#### [About this task]
Scan the entries below, and for each line that includes the word "tplayer", make a copy.

===== Information shown =====

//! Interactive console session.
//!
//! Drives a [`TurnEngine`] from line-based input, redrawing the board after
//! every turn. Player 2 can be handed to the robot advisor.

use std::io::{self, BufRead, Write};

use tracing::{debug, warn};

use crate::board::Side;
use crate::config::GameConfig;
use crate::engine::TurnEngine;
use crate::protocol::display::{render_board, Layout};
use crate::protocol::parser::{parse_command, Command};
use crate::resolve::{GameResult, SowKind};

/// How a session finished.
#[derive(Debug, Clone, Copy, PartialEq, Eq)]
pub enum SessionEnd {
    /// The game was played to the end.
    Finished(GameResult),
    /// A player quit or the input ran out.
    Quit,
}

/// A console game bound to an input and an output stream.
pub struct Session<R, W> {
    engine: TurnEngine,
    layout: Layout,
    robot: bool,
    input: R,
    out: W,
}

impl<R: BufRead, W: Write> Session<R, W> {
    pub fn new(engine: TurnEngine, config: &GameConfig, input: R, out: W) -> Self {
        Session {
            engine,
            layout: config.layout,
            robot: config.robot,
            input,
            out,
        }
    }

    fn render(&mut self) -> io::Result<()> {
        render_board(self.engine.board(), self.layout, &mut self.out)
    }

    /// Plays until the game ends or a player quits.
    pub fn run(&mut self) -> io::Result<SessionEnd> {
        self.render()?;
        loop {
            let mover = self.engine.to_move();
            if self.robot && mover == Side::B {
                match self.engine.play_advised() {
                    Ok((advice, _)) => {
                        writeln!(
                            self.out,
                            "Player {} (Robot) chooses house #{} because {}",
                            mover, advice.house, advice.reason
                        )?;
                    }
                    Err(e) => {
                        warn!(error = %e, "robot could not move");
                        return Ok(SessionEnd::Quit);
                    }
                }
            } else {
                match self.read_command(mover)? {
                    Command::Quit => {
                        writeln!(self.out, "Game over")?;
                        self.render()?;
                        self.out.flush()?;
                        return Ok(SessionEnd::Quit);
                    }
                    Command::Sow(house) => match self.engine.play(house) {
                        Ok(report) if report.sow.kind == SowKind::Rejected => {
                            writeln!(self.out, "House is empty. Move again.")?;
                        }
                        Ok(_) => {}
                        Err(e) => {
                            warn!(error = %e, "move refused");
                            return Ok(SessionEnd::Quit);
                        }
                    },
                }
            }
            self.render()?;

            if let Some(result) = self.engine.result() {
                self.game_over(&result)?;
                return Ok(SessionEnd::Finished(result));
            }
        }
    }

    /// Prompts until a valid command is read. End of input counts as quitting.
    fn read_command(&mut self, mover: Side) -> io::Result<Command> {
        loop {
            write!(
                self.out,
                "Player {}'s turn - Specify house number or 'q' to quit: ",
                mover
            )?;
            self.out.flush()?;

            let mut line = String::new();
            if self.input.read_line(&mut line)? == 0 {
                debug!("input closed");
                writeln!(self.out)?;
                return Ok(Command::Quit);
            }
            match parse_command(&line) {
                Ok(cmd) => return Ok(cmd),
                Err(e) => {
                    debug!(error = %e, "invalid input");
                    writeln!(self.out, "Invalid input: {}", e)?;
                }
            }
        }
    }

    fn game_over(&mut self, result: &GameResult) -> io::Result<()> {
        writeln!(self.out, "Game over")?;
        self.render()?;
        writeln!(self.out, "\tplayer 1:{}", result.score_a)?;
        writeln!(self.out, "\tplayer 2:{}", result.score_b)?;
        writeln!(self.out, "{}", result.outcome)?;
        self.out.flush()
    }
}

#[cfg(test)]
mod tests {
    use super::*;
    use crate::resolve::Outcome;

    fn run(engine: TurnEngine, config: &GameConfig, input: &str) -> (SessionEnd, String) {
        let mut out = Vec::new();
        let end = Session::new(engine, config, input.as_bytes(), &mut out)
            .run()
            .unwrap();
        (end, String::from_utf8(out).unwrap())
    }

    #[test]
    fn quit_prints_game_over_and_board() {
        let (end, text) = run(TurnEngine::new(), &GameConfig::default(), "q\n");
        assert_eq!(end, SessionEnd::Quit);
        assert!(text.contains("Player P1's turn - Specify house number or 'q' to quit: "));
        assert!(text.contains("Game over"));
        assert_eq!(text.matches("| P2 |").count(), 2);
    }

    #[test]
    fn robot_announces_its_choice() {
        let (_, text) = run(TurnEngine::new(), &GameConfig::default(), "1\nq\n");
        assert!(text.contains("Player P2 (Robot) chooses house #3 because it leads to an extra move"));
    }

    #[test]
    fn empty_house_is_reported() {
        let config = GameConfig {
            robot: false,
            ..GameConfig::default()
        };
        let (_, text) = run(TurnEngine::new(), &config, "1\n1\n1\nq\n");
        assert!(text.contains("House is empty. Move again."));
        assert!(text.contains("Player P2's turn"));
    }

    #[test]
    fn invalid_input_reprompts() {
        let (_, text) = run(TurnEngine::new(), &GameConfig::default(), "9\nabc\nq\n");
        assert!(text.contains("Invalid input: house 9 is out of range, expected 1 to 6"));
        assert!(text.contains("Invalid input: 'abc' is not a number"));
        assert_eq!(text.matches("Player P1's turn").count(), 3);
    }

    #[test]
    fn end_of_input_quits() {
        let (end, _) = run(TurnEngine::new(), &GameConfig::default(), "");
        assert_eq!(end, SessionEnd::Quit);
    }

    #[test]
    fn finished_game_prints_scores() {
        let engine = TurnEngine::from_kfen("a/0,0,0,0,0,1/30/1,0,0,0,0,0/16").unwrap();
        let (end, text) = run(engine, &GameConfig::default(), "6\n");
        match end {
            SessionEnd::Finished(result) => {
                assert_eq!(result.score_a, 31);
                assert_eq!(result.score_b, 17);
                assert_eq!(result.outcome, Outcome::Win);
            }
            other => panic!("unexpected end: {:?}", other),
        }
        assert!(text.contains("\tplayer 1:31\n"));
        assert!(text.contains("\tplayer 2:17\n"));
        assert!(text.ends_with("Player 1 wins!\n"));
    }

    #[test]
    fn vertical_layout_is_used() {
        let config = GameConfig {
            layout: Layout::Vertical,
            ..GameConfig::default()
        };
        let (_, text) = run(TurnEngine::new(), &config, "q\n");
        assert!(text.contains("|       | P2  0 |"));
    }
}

=====

#### [Answer to the problem]
        writeln!(self.out, "\tplayer 1:{}", result.score_a)?;
        writeln!(self.out, "\tplayer 2:{}", result.score_b)?;
        assert!(text.contains("\tplayer 1:31\n"));
        assert!(text.contains("\tplayer 2:17\n"));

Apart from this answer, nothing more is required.